渡すカセットテープには購入の際に必要な連絡先も添えました。観光客は全国各地の町内会などを単位としたツアーが多く、きみまろさんの噂は口コミで全国各地へ広がったのです。きみまろさんは、場所を変えてはテープを配り続けました。注文のテープの本数も10本が20本と、日に日に増えていったのです。テープは全て手作り。ダビング作業は、実に8年間もの間、来る日も来る日も続きました。友人に頼んで作った、特注のダビングの機械は1回で30本のカセットに録音が出来ました。やがて、事務所に電話が殺到するようになると日夜を問わずその対応に追われ、夜中もダビング作業に奮闘。それでも人手が足らなくなった為、最後は親戚にも手伝いを頼み、作業をおこなったそうです。当時、郵便局からの引き取りサービスを知らなかった奥さんは、ポストに入らなくなるまで何箇所かに分けて投函していたそう。不思議に思ったのは集配に来た郵便局員。配送用に使っていた赤い封筒が毎日あちこちのポストから山のように出てきたのですから。結果、テープは約3年をかけ、5万本以上を売り上げることとなりました。こうした地道な活動を経て、その後徐々に注目されるようになったきみまろさんは、テレビや出版界などで脚光を浴びるようになりました。そして、2003年にはライヴ集のCDがミリオンセラーになったのです。

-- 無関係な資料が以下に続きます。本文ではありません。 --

//! VersionStore interface tests.
//!
//! These tests verify the contract of the VersionStore trait.
//! Each storage implementation should run these tests.

use projectionkit::storage::VersionStore;

// =============================================================================
// VersionStore::query tests
// =============================================================================

pub async fn test_query_nonexistent<S: VersionStore>(store: &S) {
    let version = store
        .query("test_vs_query", b"nonexistent")
        .await
        .expect("query should succeed");
    assert!(version.is_empty(), "unknown resource should have empty version");
}

// =============================================================================
// VersionStore::swap tests
// =============================================================================

pub async fn test_first_write<S: VersionStore>(store: &S) {
    let handler = "test_vs_first_write";

    let applied = store
        .swap(handler, b"order-1", b"", b"v1")
        .await
        .expect("swap should succeed");
    assert!(applied, "first write should apply");

    let version = store.query(handler, b"order-1").await.unwrap();
    assert_eq!(version, b"v1");
}

pub async fn test_order_lifecycle<S: VersionStore>(store: &S) {
    let handler = "test_vs_lifecycle";
    let resource = b"order-42";

    assert!(store.swap(handler, resource, b"", b"v1").await.unwrap());
    assert!(store.swap(handler, resource, b"v1", b"v2").await.unwrap());

    let redelivered = store.swap(handler, resource, b"v1", b"v2").await.unwrap();
    assert!(!redelivered, "stale swap must not apply");
    assert_eq!(store.query(handler, resource).await.unwrap(), b"v2");

    assert!(store.swap(handler, resource, b"v2", b"").await.unwrap());
    assert!(
        store.query(handler, resource).await.unwrap().is_empty(),
        "swap to empty should remove the record"
    );
}

pub async fn test_insert_over_existing_conflicts<S: VersionStore>(store: &S) {
    let handler = "test_vs_insert_conflict";

    assert!(store.swap(handler, b"r", b"", b"v1").await.unwrap());

    let applied = store.swap(handler, b"r", b"", b"v9").await.unwrap();
    assert!(!applied, "first write over an existing record must conflict");
    assert_eq!(store.query(handler, b"r").await.unwrap(), b"v1");
}

pub async fn test_update_missing_conflicts<S: VersionStore>(store: &S) {
    let handler = "test_vs_update_missing";

    let applied = store.swap(handler, b"r", b"v1", b"v2").await.unwrap();
    assert!(!applied, "update of a missing record must conflict");
    assert!(store.query(handler, b"r").await.unwrap().is_empty());
}

pub async fn test_delete_mismatch_conflicts<S: VersionStore>(store: &S) {
    let handler = "test_vs_delete_mismatch";

    assert!(store.swap(handler, b"r", b"", b"v2").await.unwrap());

    let applied = store.swap(handler, b"r", b"v1", b"").await.unwrap();
    assert!(!applied, "delete with a stale version must conflict");
    assert_eq!(store.query(handler, b"r").await.unwrap(), b"v2");
}

pub async fn test_empty_to_empty_on_absent_record<S: VersionStore>(store: &S) {
    let handler = "test_vs_absent";

    let applied = store
        .swap(handler, b"never-seen", b"", b"")
        .await
        .expect("absence check should succeed");
    assert!(applied, "empty to empty on a never-seen resource should apply");
    assert!(
        store.query(handler, b"never-seen").await.unwrap().is_empty(),
        "empty to empty must not create a record"
    );
    assert!(
        store.swap(handler, b"never-seen", b"", b"v1").await.unwrap(),
        "first write should still apply afterwards"
    );
}

pub async fn test_empty_to_empty_on_present_record<S: VersionStore>(store: &S) {
    let handler = "test_vs_present";

    assert!(store.swap(handler, b"r", b"", b"v1").await.unwrap());

    let applied = store
        .swap(handler, b"r", b"", b"")
        .await
        .expect("absence check should succeed");
    assert!(!applied, "empty to empty over an existing record must conflict");
    assert_eq!(store.query(handler, b"r").await.unwrap(), b"v1");
}

pub async fn test_rollback_discards_swap<S: VersionStore>(store: &S) {
    let handler = "test_vs_rollback";

    let mut unit = store.begin().await.unwrap();
    store
        .compare_and_swap(&mut unit, handler, b"r", b"", b"v1")
        .await
        .unwrap();
    store.rollback(unit).await.unwrap();

    assert!(store.query(handler, b"r").await.unwrap().is_empty());
}

// =============================================================================
// VersionStore::store / delete tests
// =============================================================================

pub async fn test_store_force_sets<S: VersionStore>(store: &S) {
    let handler = "test_vs_store";

    store.store(handler, b"r", b"v5").await.unwrap();
    assert_eq!(store.query(handler, b"r").await.unwrap(), b"v5");

    store.store(handler, b"r", b"v7").await.unwrap();
    assert_eq!(store.query(handler, b"r").await.unwrap(), b"v7");

    store.store(handler, b"r", b"").await.unwrap();
    assert!(store.query(handler, b"r").await.unwrap().is_empty());
}

pub async fn test_delete_is_idempotent<S: VersionStore>(store: &S) {
    let handler = "test_vs_delete";

    assert!(store.swap(handler, b"r", b"", b"v1").await.unwrap());
    store.delete(handler, b"r").await.unwrap();
    store.delete(handler, b"r").await.unwrap();

    assert!(store.query(handler, b"r").await.unwrap().is_empty());
    assert!(
        store.swap(handler, b"r", b"", b"v1").await.unwrap(),
        "resource should start over after delete"
    );
}

// =============================================================================
// Isolation tests
// =============================================================================

pub async fn test_handler_isolation<S: VersionStore>(store: &S) {
    let resource = b"shared-resource";

    assert!(store.swap("test_vs_iso_a", resource, b"", b"a1").await.unwrap());
    assert!(store.swap("test_vs_iso_b", resource, b"", b"b1").await.unwrap());

    assert_eq!(store.query("test_vs_iso_a", resource).await.unwrap(), b"a1");
    assert_eq!(store.query("test_vs_iso_b", resource).await.unwrap(), b"b1");
}

pub async fn test_binary_resource_keys<S: VersionStore>(store: &S) {
    let handler = "test_vs_binary";
    let first = [0x00, 0xff, 0x10];
    let second = [0x00, 0xff, 0x11];

    assert!(store.swap(handler, &first, b"", &[0xde, 0xad]).await.unwrap());
    assert!(store.query(handler, &second).await.unwrap().is_empty());
    assert_eq!(store.query(handler, &first).await.unwrap(), vec![0xde, 0xad]);
}

// =============================================================================
// Concurrency tests
// =============================================================================

pub async fn test_concurrent_first_writers<S: VersionStore>(store: &S) {
    let handler = "test_vs_race";
    let writers: Vec<Vec<u8>> = (0..8u8).map(|i| vec![b'w', i]).collect();

    let results = futures::future::join_all(
        writers
            .iter()
            .map(|next| store.swap(handler, b"contended", b"", next)),
    )
    .await;

    let wins = results
        .into_iter()
        .map(|r| r.expect("a lost race is not an error"))
        .filter(|applied| *applied)
        .count();
    assert_eq!(wins, 1, "exactly one first writer should win");

    let stored = store.query(handler, b"contended").await.unwrap();
    assert!(writers.contains(&stored));
}

pub async fn test_concurrent_identical_updates<S: VersionStore>(store: &S) {
    let handler = "test_vs_identical";

    assert!(store.swap(handler, b"contended", b"", b"v1").await.unwrap());

    let results = futures::future::join_all(
        (0..8).map(|_| store.swap(handler, b"contended", b"v1", b"v2")),
    )
    .await;

    let wins = results
        .into_iter()
        .map(|r| r.expect("a lost race is not an error"))
        .filter(|applied| *applied)
        .count();
    assert_eq!(wins, 1, "exactly one identical update should win");
    assert_eq!(store.query(handler, b"contended").await.unwrap(), b"v2");
}

// =============================================================================
// Test runner macro
// =============================================================================

/// Run all VersionStore interface tests against a store implementation.
#[macro_export]
macro_rules! run_version_store_tests {
    ($store:expr) => {
        use $crate::storage::version_store_tests::*;

        // query tests
        test_query_nonexistent($store).await;
        println!("  test_query_nonexistent: PASSED");

        // swap tests
        test_first_write($store).await;
        println!("  test_first_write: PASSED");

        test_order_lifecycle($store).await;
        println!("  test_order_lifecycle: PASSED");

        test_insert_over_existing_conflicts($store).await;
        println!("  test_insert_over_existing_conflicts: PASSED");

        test_update_missing_conflicts($store).await;
        println!("  test_update_missing_conflicts: PASSED");

        test_delete_mismatch_conflicts($store).await;
        println!("  test_delete_mismatch_conflicts: PASSED");

        test_empty_to_empty_on_absent_record($store).await;
        println!("  test_empty_to_empty_on_absent_record: PASSED");

        test_empty_to_empty_on_present_record($store).await;
        println!("  test_empty_to_empty_on_present_record: PASSED");

        test_rollback_discards_swap($store).await;
        println!("  test_rollback_discards_swap: PASSED");

        // store / delete tests
        test_store_force_sets($store).await;
        println!("  test_store_force_sets: PASSED");

        test_delete_is_idempotent($store).await;
        println!("  test_delete_is_idempotent: PASSED");

        // isolation tests
        test_handler_isolation($store).await;
        println!("  test_handler_isolation: PASSED");

        test_binary_resource_keys($store).await;
        println!("  test_binary_resource_keys: PASSED");

        // concurrency tests
        test_concurrent_first_writers($store).await;
        println!("  test_concurrent_first_writers: PASSED");

        test_concurrent_identical_updates($store).await;
        println!("  test_concurrent_identical_updates: PASSED");
    };
}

綾小路きみまろ 隠された成功の秘密その7  『川柳パクリ疑惑』
苦節30年。ようやく脚光を浴び始めたきみまろさん。そんな矢先、事件は起きました。きみまろさんが、漫談のネタに、「サラリーマン川柳」を盗用しているという噂がささやかれはじめたのです。同様の物と言われたネタは10作品ほど。ここできみまろさんは驚くべき決断をします。すぐさま、謝罪会見を開いたのです。

「申し訳ございませんでした。えぇ、盗みました。私たちの世界はね、やっぱり本とか、いろんなものを見て勉強するんですけど…。芸人仲間は『「どこにでもある話なんだけどな、しょうがないよ。売れたんだから、そのしっぺ返しだよ』みたいなことは言われましたね。もうあれから5年くらいはたちましたけど、ほんとに申し訳なかったなと」

きみまろさんの潔さは世間には好意的に受け止められました。なんと、CDの売上は倍増したのです。が、そんなきみまろさんに更なる疑惑が持ち上がります。



綾小路きみまろ 隠された成功の秘密その8  『カツラ疑惑』
芸能界においても確固たる地位を築き始めた矢先、ある疑惑が持ち上がりました。カツラ疑惑です。

「しゃべりながら見ていると目線が違うんですよね。不思議なもので、何かこの辺(頭)見てるんですよね」

当初は、「自分がカツラをカミングアウトすることで、周りに迷惑がかかるのでは?」と心配しましたが、きみまろさんは、公表を決意。自らがカツラであるということをラジオの放送中に明かすという行動に出たのです。その後、きみまろさんはテレビのトーク番組でもカツラを公表。現場は騒然となりましたが、その素直な姿勢は結果的に好印象を与えることとなり、またしてもCDの売上は激増します。こうして漫談家としての地位を確固たるものにしたきみまろさんは、現在も全国各地で中高年を相手に、精力的にライヴを行っています。

「好きな言葉は『みんなのおかげ。あなたのおかげ今日私がここにあるのは』。あなた達のおかげでこうなってる。私を支えてくれる人がいるから、わたしがある。だから今日あるのはあなたのおかげそんな気持ちで毎日がんばってます。」

中高年のアイドルとして、ニッポンに熱いメッセージを送り続ける漫談家・綾小路きみまろ。潜伏期間30年、その裏には地道な努力と成功を信じ続ける強い信念があったのです。